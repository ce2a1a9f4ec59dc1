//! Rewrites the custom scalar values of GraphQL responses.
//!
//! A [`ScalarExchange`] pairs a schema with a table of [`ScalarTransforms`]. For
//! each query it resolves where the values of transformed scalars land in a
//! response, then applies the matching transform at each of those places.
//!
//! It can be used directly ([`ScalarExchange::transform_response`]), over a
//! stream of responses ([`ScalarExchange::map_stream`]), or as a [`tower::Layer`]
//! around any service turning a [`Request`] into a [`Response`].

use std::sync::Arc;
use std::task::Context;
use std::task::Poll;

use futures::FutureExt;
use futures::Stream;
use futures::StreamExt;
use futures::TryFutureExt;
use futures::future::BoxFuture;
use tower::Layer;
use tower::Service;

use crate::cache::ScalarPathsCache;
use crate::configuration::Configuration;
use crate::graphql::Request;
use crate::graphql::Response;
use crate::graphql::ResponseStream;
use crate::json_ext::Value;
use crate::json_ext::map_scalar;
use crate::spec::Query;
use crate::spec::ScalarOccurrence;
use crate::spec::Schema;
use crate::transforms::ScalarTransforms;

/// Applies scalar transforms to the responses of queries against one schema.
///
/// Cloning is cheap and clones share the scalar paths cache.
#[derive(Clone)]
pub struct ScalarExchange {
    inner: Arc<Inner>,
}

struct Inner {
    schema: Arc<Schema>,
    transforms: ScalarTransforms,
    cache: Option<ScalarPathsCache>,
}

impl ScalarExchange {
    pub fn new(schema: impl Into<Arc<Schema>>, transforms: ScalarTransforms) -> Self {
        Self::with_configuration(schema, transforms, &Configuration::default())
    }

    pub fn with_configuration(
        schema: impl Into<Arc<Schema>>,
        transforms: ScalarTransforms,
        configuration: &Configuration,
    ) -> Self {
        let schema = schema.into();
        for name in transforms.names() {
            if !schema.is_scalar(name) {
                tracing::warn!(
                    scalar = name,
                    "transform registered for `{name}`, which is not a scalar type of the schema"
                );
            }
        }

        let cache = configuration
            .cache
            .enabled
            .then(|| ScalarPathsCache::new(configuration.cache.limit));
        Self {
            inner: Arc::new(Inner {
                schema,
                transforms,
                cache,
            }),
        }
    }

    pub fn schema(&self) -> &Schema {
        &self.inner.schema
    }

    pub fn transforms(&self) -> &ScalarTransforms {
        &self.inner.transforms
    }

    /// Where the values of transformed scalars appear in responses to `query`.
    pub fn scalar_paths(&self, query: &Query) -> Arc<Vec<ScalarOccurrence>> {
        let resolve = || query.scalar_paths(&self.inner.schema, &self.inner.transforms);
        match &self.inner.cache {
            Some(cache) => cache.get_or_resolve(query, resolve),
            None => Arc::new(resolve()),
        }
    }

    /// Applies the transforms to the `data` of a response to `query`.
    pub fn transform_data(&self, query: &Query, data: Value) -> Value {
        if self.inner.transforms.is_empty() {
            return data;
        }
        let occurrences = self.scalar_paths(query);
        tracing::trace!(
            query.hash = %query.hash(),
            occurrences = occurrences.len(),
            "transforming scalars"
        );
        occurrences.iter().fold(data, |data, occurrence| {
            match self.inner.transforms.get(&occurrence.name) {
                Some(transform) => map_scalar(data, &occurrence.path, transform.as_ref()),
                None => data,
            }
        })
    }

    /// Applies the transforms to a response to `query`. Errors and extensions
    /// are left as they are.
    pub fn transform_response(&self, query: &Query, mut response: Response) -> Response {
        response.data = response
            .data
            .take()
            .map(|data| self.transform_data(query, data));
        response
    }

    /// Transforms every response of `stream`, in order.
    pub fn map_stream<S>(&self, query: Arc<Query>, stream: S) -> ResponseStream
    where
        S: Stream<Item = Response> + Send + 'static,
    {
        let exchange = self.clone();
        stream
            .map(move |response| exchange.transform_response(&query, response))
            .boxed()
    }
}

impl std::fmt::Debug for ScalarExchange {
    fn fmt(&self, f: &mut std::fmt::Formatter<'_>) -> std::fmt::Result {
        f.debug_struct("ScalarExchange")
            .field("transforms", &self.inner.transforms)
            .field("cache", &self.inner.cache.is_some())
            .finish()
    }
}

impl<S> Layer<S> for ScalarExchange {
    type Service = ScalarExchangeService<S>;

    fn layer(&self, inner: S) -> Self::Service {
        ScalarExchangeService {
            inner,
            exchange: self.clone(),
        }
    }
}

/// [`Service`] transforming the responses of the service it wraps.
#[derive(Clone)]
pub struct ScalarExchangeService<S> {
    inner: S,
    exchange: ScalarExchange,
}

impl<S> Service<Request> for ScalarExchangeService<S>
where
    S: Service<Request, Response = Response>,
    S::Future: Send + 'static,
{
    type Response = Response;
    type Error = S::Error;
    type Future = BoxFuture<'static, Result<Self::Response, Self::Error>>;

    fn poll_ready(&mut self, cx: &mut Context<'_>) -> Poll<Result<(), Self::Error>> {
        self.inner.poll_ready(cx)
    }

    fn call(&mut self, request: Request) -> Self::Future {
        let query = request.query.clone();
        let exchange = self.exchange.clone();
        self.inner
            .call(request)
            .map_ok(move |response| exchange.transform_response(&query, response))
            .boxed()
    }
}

--

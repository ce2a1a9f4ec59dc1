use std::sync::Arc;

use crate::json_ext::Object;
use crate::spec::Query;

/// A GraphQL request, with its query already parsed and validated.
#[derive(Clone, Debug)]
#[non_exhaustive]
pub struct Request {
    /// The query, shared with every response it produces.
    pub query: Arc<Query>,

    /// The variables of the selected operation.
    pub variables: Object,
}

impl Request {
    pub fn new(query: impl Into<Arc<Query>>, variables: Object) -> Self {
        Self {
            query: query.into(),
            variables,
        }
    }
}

### [WHAT YOU HAVE TO DO]
Locate the lines above that hold the word "data". Show every one of them.

### [RESULT FOR THIS TASK]
    /// Applies the transforms to the `data` of a response to `query`.
    pub fn transform_data(&self, query: &Query, data: Value) -> Value {
            return data;
        occurrences.iter().fold(data, |data, occurrence| {
                Some(transform) => map_scalar(data, &occurrence.path, transform.as_ref()),
                None => data,
        response.data = response
            .data
            .map(|data| self.transform_data(query, data));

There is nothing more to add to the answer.